IEDs break bones and blow off limbs and drive dirt deep into the opened wounds while the shock waves kill cells and damage tissues. It may take hours or even days to become evident. In the new damage-control surgery, these wounds are washed out, the obvious dead tissue removed often under repeated anesthesia, the increasingly dead tissues removed bit by bit even if the removals necessitate ever wider and more extensive surgeries, and repeated amputations over days or weeks.
It is the same with abdominal wounds. With any penetrating chest or abdomen wound, the chests and abdomens of these kids are explored and re-explored, the surgeons looking for additional organ damage and any newly leaking blood vessels or veins that might have been missed during previous explorations and surgeries. It is here that the advances of vascular surgery, including the placement of patches and grafts developed to treat the wounds of Vietnam, become so important.
In Afghanistan the pelvic blast injuries are particularly massive and difficult to treat. It is the common in-between-the-leg blasts set off by soldiers on patrol that routinely take off both legs as well as the genitals while causing massive internal injuries to the bladder, colon, and pelvic bones. New wars—new weapons—new injuries—new treatments and procedures—a new kind of suffering.
The new techniques of battlefield medicine have become one long and desperate surgery that may go on for weeks and months and even years. Maybe those who sent our troops into Iraq and Afghanistan, and keep sending them there, should have known all this would happen. They could argue they didn’t know and couldn’t have known. But they know now.

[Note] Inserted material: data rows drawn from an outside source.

use super::*;

impl Parser {
    /// `吾有 N …` — the token after the count discriminates:
    /// `術` → function, `物` → object, any other type → declaration.
    pub(super) fn parse_declaration(&mut self) -> Result<StmtKind, GrammarError> {
        self.bump(); // 吾有 | 今有
        let count_span = self.current_span();
        let count = self.expect_count("吾有後須數")?;
        match self.kind() {
            Some(TokenKind::Art) => {
                if count != 1 {
                    return Err(self.error_at("術數須一", count_span));
                }
                self.bump();
                self.parse_function_def()
            }
            Some(TokenKind::Type(TypeTag::Object)) => {
                self.bump();
                self.parse_object_or_declare(count)
            }
            Some(TokenKind::Type(ty)) => {
                let ty = *ty;
                self.bump();
                self.parse_declare_tail(count, ty)
            }
            _ => Err(self.error("吾有後須類")),
        }
    }

    fn parse_declare_tail(&mut self, count: usize, ty: TypeTag) -> Result<StmtKind, GrammarError> {
        let mut inits = Vec::new();
        while self.is(&TokenKind::Say) {
            if inits.len() == count {
                return Err(self.error("初值過多"));
            }
            self.bump();
            inits.push(self.parse_value("曰後須值")?);
        }
        let decl = DeclareStmt { count, ty, inits };
        if self.is(&TokenKind::NameIt) {
            let name_span = self.current_span();
            let names = self.parse_name_list()?;
            if names.len() != count {
                return Err(self.error_at("名數不符", name_span));
            }
            Ok(StmtKind::Define { decl, names })
        } else {
            Ok(StmtKind::Declare(decl))
        }
    }

    /// `有 TYPE value` — the initialised short form.
    pub(super) fn parse_init_define(&mut self) -> Result<StmtKind, GrammarError> {
        self.bump(); // 有
        let ty = self.expect_type("有後須類")?;
        let value = self.parse_value("有後須值")?;
        let decl = DeclareStmt {
            count: 1,
            ty,
            inits: vec![value],
        };
        if self.is(&TokenKind::NameIt) {
            let name_span = self.current_span();
            let names = self.parse_name_list()?;
            if names.len() != 1 {
                return Err(self.error_at("名數不符", name_span));
            }
            Ok(StmtKind::Define { decl, names })
        } else {
            Ok(StmtKind::Declare(decl))
        }
    }

    /// `名之曰「a」(曰「b」)*`
    pub(super) fn parse_name_list(&mut self) -> Result<Vec<String>, GrammarError> {
        self.bump(); // 名之曰
        let mut names = vec![self.expect_ident("名之曰後須名")?];
        while self.is(&TokenKind::Say) {
            self.bump();
            names.push(self.expect_ident("曰後須名")?);
        }
        Ok(names)
    }

    /// After `吾有 N 物`: an object literal when `其物如是` follows the
    /// names, otherwise a plain declaration of object type.
    fn parse_object_or_declare(&mut self, count: usize) -> Result<StmtKind, GrammarError> {
        let mut names = Vec::new();
        let mut name_span = self.current_span();
        if self.is(&TokenKind::NameIt) {
            name_span = self.current_span();
            names = self.parse_name_list()?;
            if names.len() != count {
                return Err(self.error_at("名數不符", name_span));
            }
        }
        if !self.is(&TokenKind::ObjBody) {
            let decl = DeclareStmt {
                count,
                ty: TypeTag::Object,
                inits: Vec::new(),
            };
            return Ok(if names.is_empty() {
                StmtKind::Declare(decl)
            } else {
                StmtKind::Define { decl, names }
            });
        }
        if names.is_empty() {
            return Err(self.error_at("物須名之曰", name_span));
        }
        self.bump(); // 其物如是

        let mut props = Vec::new();
        while self.eat(&TokenKind::ObjProp) {
            let key = self.expect_str("物之後須言")?;
            self.expect(&TokenKind::Zhe, "物之須者")?;
            let ty = self.expect_type("者後須類")?;
            self.expect(&TokenKind::Say, "類後須曰")?;
            let value = self.parse_value("曰後須值")?;
            props.push(ObjectProp { key, ty, value });
        }

        self.expect(&TokenKind::IsCalled, "物須是謂")?;
        let tail_span = self.current_span();
        let tail = self.expect_ident("是謂後須名")?;
        if tail != names[0] {
            return Err(self.error_at("物名不符", tail_span));
        }
        self.expect(&TokenKind::ObjEnd, "須之物也")?;
        Ok(StmtKind::ObjectDef {
            count,
            names,
            props,
        })
    }

    /// `昔之 target (之 index)? 者。今 …`
    pub(super) fn parse_assign(&mut self) -> Result<StmtKind, GrammarError> {
        self.bump(); // 昔之
        let target = self.expect_ident("昔之後須名")?;
        let index = self.parse_opt_index()?;
        self.expect(&TokenKind::Zhe, "昔之須者")?;
        self.expect(&TokenKind::Now, "者後須今")?;

        let rhs = if self.eat(&TokenKind::Delete) {
            if self.eat(&TokenKind::AssignEndClose) {
                self.close_block = true;
            } else {
                self.eat(&TokenKind::AssignEnd);
            }
            AssignRhs::Delete
        } else {
            let value = self.parse_value("今後須值")?;
            let vindex = self.parse_opt_index()?;
            if self.eat(&TokenKind::AssignEndClose) {
                self.close_block = true;
            } else if !self.eat(&TokenKind::AssignEnd) {
                self.eat(&TokenKind::Ye);
            }
            AssignRhs::Value {
                value,
                index: vindex,
            }
        };
        Ok(StmtKind::Assign { target, index, rhs })
    }
}
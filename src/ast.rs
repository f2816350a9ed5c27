use crate::source::Span;

pub use crate::lexer::TypeTag;

pub type Program = Vec<Stmt>;

/// An atomic value position: literal, identifier, or the implicit
/// last-value register `其`.
#[derive(Debug, Clone, PartialEq)]
pub enum Value {
    Int(i64),
    Float(f64),
    Str(String),
    Bool(bool),
    Ident(String),
    It,
}

/// A subscript selector after `之`.
#[derive(Debug, Clone, PartialEq)]
pub enum Index {
    /// `之 value` — 1-based position, or an object key when the value is a
    /// string.
    At(Value),
    /// `之其餘` — all but the first element.
    Rest,
}

#[derive(Debug, Clone, Copy, PartialEq, Eq)]
pub enum BinOp {
    Eq,  // 等於
    Neq, // 不等於
    Lt,  // 小於
    Gt,  // 大於
    Lte, // 不大於
    Gte, // 不小於
    Or,  // 中有陽乎
    And, // 中無陰乎
}

/// Expression form shared by `夫` statements and `若` conditions: an atom
/// with an optional postfix read, chained left-to-right without precedence.
#[derive(Debug, Clone, PartialEq)]
pub enum Expr {
    Value(Value),
    Subscript { target: Value, index: Index },
    Length(Value), // value 之長
    Not(Box<Expr>), // 變 …
    Binary {
        op: BinOp,
        lhs: Box<Expr>,
        rhs: Box<Expr>,
    },
}

#[derive(Debug, Clone, Copy, PartialEq, Eq)]
pub enum MathOp {
    Add, // 加
    Sub, // 減
    Mul, // 乘
    Div, // 除
}

/// Which operand the preposition marks: `於` makes the following operand
/// the right-hand side, `以` the left-hand side.
#[derive(Debug, Clone, Copy, PartialEq, Eq)]
pub enum Prep {
    Yu, // 於
    Yi, // 以
}

#[derive(Debug, Clone, PartialEq)]
pub struct DeclareStmt {
    pub count: usize,
    pub ty: TypeTag,
    pub inits: Vec<Value>,
}

#[derive(Debug, Clone, PartialEq)]
pub struct ParamGroup {
    pub count: usize,
    pub ty: TypeTag,
    pub names: Vec<String>,
}

#[derive(Debug, Clone, PartialEq)]
pub struct RestParam {
    pub ty: TypeTag,
    pub name: String,
}

#[derive(Debug, Clone, PartialEq)]
pub struct FunctionDef {
    pub name: String,
    pub param_groups: Vec<ParamGroup>,
    pub rest_param: Option<RestParam>,
    pub body: Vec<Stmt>,
}

/// An `若` head: a full condition chain, or the degenerate forms reading
/// the truthiness of `其`.
#[derive(Debug, Clone, PartialEq)]
pub enum IfCond {
    Expr(Expr),
    ItTrue,  // 若其然者
    ItFalse, // 若其不然者
}

/// How many staged values `取 … 以施` consumes.
#[derive(Debug, Clone, Copy, PartialEq, Eq)]
pub enum TakeCount {
    N(usize),
    Rest, // 取其餘
}

#[derive(Debug, Clone, PartialEq)]
pub enum ReturnKind {
    Value(Value), // 乃得 value
    It,           // 乃得矣
    Unit,         // 乃歸空無
}

#[derive(Debug, Clone, PartialEq)]
pub enum AssignRhs {
    Value { value: Value, index: Option<Index> },
    Delete, // 今不復存矣
}

/// A `豈 … 之禍歟` clause, or the catch-all when `tag` is `None`.
#[derive(Debug, Clone, PartialEq)]
pub struct Catch {
    pub tag: Option<Value>,
    pub bind: Option<String>,
    pub body: Vec<Stmt>,
}

#[derive(Debug, Clone, PartialEq)]
pub struct ObjectProp {
    pub key: String,
    pub ty: TypeTag,
    pub value: Value,
}

#[derive(Debug, Clone, PartialEq)]
pub enum PathSeg {
    Str(String),
    Ident(String),
}

#[derive(Debug, Clone, PartialEq)]
pub struct Stmt {
    pub kind: StmtKind,
    pub span: Span,
}

#[derive(Debug, Clone, PartialEq)]
pub enum StmtKind {
    /// Anonymous `吾有 N TYPE (曰 value)*` — values go to the stage.
    Declare(DeclareStmt),
    /// A declaration naming its slots via `名之曰`.
    Define {
        decl: DeclareStmt,
        names: Vec<String>,
    },
    /// Bare `名之曰 …` naming previously staged values.
    Naming { names: Vec<String> },
    Print,   // 書之
    Discard, // 噫
    /// `夫 …` — reference, subscript read, length, or logic probe.
    Expr(Expr),
    Math {
        op: MathOp,
        lhs: Value,
        prep: Prep,
        rhs: Value,
        modulo: bool, // 所餘幾何
    },
    FunctionDef(FunctionDef),
    /// `施 callee (於 arg)*`
    Call { callee: Value, args: Vec<Value> },
    /// `取 N 以施 callee` over the stage.
    CallStaged { count: TakeCount, callee: Value },
    /// `充 target (以 value)+` — in-place push.
    Fill { target: Value, values: Vec<Value> },
    /// `銜 target (以 value)+` — concatenation, producing a new value.
    Concat { target: Value, values: Vec<Value> },
    If {
        clauses: Vec<(IfCond, Vec<Stmt>)>,
        else_body: Option<Vec<Stmt>>,
    },
    WhileTrue { body: Vec<Stmt> },       // 恆為是
    ForCount { count: Value, body: Vec<Stmt> }, // 為是 … 遍
    ForEach {
        list: Value,
        var: String,
        body: Vec<Stmt>,
    }, // 凡 … 中之 …
    Break,    // 乃止
    Continue, // 乃止是遍
    Return(ReturnKind),
    /// `昔之 target (之 index)? 者。今 …`
    Assign {
        target: String,
        index: Option<Index>,
        rhs: AssignRhs,
    },
    ObjectDef {
        count: usize,
        names: Vec<String>,
        props: Vec<ObjectProp>,
    },
    /// `嗚呼 tag 之禍 (曰 detail)?`
    Throw { tag: Value, detail: Option<Value> },
    Try {
        body: Vec<Stmt>,
        catches: Vec<Catch>,
    },
    Import {
        path: Vec<PathSeg>,
        names: Option<Vec<String>>,
    },
    Comment { text: String },
}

It is probably true that none of these kids would, with similar injuries, survive out in the civilian world, or that they could have been saved in either Iraq or Afghanistan just five years ago. But that isn’t the issue. It is almost counter-intuitive, but as a physician or surgeon it is always a bit easier, if that is the word for it, to give up on a desperately ill or damaged patient if you know them and if you know the family, and have a sense of what survival will actually mean in the long term to both the patient and their loved ones.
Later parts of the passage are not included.